Study cohort description

A total of 639 infants met gestational age and birth weight criteria; 186 infants were excluded as they did not have an ABG performed during their NICU hospitalization, 125 infants were excluded for lack of SpO2 data at the time of ABG, and 34 infants were excluded for Asian, Hispanic, or not listed background, yielding 294 infants. For the remaining 294 infants, a total of 4,387 SaO2–SpO2 pairs were available for further analysis. The median number of samples per infant was 11 (IQR 4–23) and the median postnatal age at sampling was four days (IQR 2-7), reflecting our typical clinical practice of obtaining an arterial blood gas every 8 h from an arterial catheter in place for an average of four days following birth for VLBW infants. Most of the samples were obtained within the first week of life (75% within seven days, Supplemental Fig. 1).

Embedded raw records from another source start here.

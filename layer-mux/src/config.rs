//! Startup configuration and the runtime policy values pushed by the server.

use std::fmt;

use crate::auth_key::AuthKeyPtr;
use crate::dc::DcId;
use crate::schema::ServerConfig;

/// What the instance is for.
#[derive(Clone, Copy, Debug, Default, PartialEq, Eq)]
pub enum Mode {
    /// Regular client operation with a main DC.
    #[default]
    Normal,
    /// No main DC: log out and destroy every supplied key, then signal.
    KeysDestroyer,
}

/// Supplied once at construction.
#[derive(Clone, Default)]
pub struct Config {
    /// Main DC. `None` means "not chosen yet": the default DC is used and
    /// the server may still suggest another one.
    pub main_dc_id: Option<DcId>,
    /// Keys loaded from storage.
    pub keys:       Vec<AuthKeyPtr>,
}

impl Config {
    pub fn new() -> Self { Self::default() }

    pub fn with_main_dc(mut self, dc_id: DcId) -> Self {
        self.main_dc_id = Some(dc_id);
        self
    }

    pub fn with_key(mut self, key: AuthKeyPtr) -> Self {
        self.keys.push(key);
        self
    }
}

impl fmt::Debug for Config {
    fn fmt(&self, f: &mut fmt::Formatter<'_>) -> fmt::Result {
        f.debug_struct("Config")
            .field("main_dc_id", &self.main_dc_id)
            .field("keys", &self.keys)
            .finish()
    }
}

// ─── ConfigValues ────────────────────────────────────────────────────────────

/// Shared runtime policy, updated from every loaded server config.
#[derive(Clone, Debug, PartialEq)]
#[cfg_attr(feature = "serde", derive(serde::Serialize, serde::Deserialize))]
pub struct ConfigValues {
    pub chat_size_max:           i32,
    pub megagroup_size_max:      i32,
    pub forwarded_count_max:     i32,
    pub online_update_period_ms: i32,
    pub offline_blur_timeout_ms: i32,
    pub offline_idle_timeout_ms: i32,
    pub online_cloud_timeout_ms: i32,
    pub notify_cloud_delay_ms:   i32,
    pub notify_default_delay_ms: i32,
    pub saved_gifs_limit:        i32,
    pub edit_time_limit:         i32,
    pub caption_length_max:      i32,
    pub message_length_max:      i32,
    pub webfile_dc_id:           DcId,
    pub me_url_prefix:           String,
    pub autoupdate_url_prefix:   Option<String>,
    pub test_mode:               bool,
    /// Set when the network looks filtered; makes config refreshes eager.
    pub blocked_mode:            bool,
    /// `date` of the last applied config, `0` if none yet.
    pub version:                 i32,
}

impl Default for ConfigValues {
    fn default() -> Self {
        Self {
            chat_size_max:           200,
            megagroup_size_max:      10_000,
            forwarded_count_max:     100,
            online_update_period_ms: 120_000,
            offline_blur_timeout_ms: 5_000,
            offline_idle_timeout_ms: 30_000,
            online_cloud_timeout_ms: 300_000,
            notify_cloud_delay_ms:   30_000,
            notify_default_delay_ms: 1_500,
            saved_gifs_limit:        200,
            edit_time_limit:         172_800,
            caption_length_max:      1_024,
            message_length_max:      4_096,
            webfile_dc_id:           4,
            me_url_prefix:           "https://t.me/".to_string(),
            autoupdate_url_prefix:   None,
            test_mode:               false,
            blocked_mode:            false,
            version:                 0,
        }
    }
}

impl ConfigValues {
    pub fn apply(&mut self, cfg: &ServerConfig) {
        self.chat_size_max = cfg.chat_size_max.max(2);
        self.megagroup_size_max = cfg.megagroup_size_max.max(2);
        self.forwarded_count_max = cfg.forwarded_count_max.max(2);
        self.online_update_period_ms = cfg.online_update_period_ms;
        self.offline_blur_timeout_ms = cfg.offline_blur_timeout_ms;
        self.offline_idle_timeout_ms = cfg.offline_idle_timeout_ms;
        self.online_cloud_timeout_ms = cfg.online_cloud_timeout_ms;
        self.notify_cloud_delay_ms = cfg.notify_cloud_delay_ms;
        self.notify_default_delay_ms = cfg.notify_default_delay_ms;
        self.saved_gifs_limit = cfg.saved_gifs_limit;
        self.edit_time_limit = cfg.edit_time_limit;
        self.caption_length_max = cfg.caption_length_max;
        self.message_length_max = cfg.message_length_max;
        self.webfile_dc_id = cfg.webfile_dc_id;
        self.me_url_prefix = cfg.me_url_prefix.clone();
        self.autoupdate_url_prefix = cfg.autoupdate_url_prefix.clone();
        self.test_mode = cfg.test_mode;
        self.version = cfg.date;
    }
}

#[cfg(test)]
mod tests {
    use super::*;

    #[test]
    fn apply_takes_server_limits() {
        let mut values = ConfigValues::default();
        let cfg = ServerConfig {
            date: 1_700_000_000,
            chat_size_max: 0,
            megagroup_size_max: 200_000,
            caption_length_max: 2048,
            me_url_prefix: "https://example.org/".into(),
            ..Default::default()
        };
        values.apply(&cfg);
        assert_eq!(values.chat_size_max, 2);
        assert_eq!(values.megagroup_size_max, 200_000);
        assert_eq!(values.caption_length_max, 2048);
        assert_eq!(values.me_url_prefix, "https://example.org/");
        assert_eq!(values.version, 1_700_000_000);
        assert!(!values.blocked_mode);
    }
}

Of the 294 included infants, 42% were Black and 58% were White, consistent with the general demographic profile of infants admitted to the SLCH NICU (40% Black, 50% White, 10% Asian, Hispanic, or not listed). The two groups of infants were similar except for slightly lower birth weight (805 g vs. 875 g, p = 0.02) and median one-minute Apgar score (2 vs. 3, p < 0.01) in the Black infants. All other characteristics were not statistically different. A complete descriptive summary of the cohort can be found in Table 1.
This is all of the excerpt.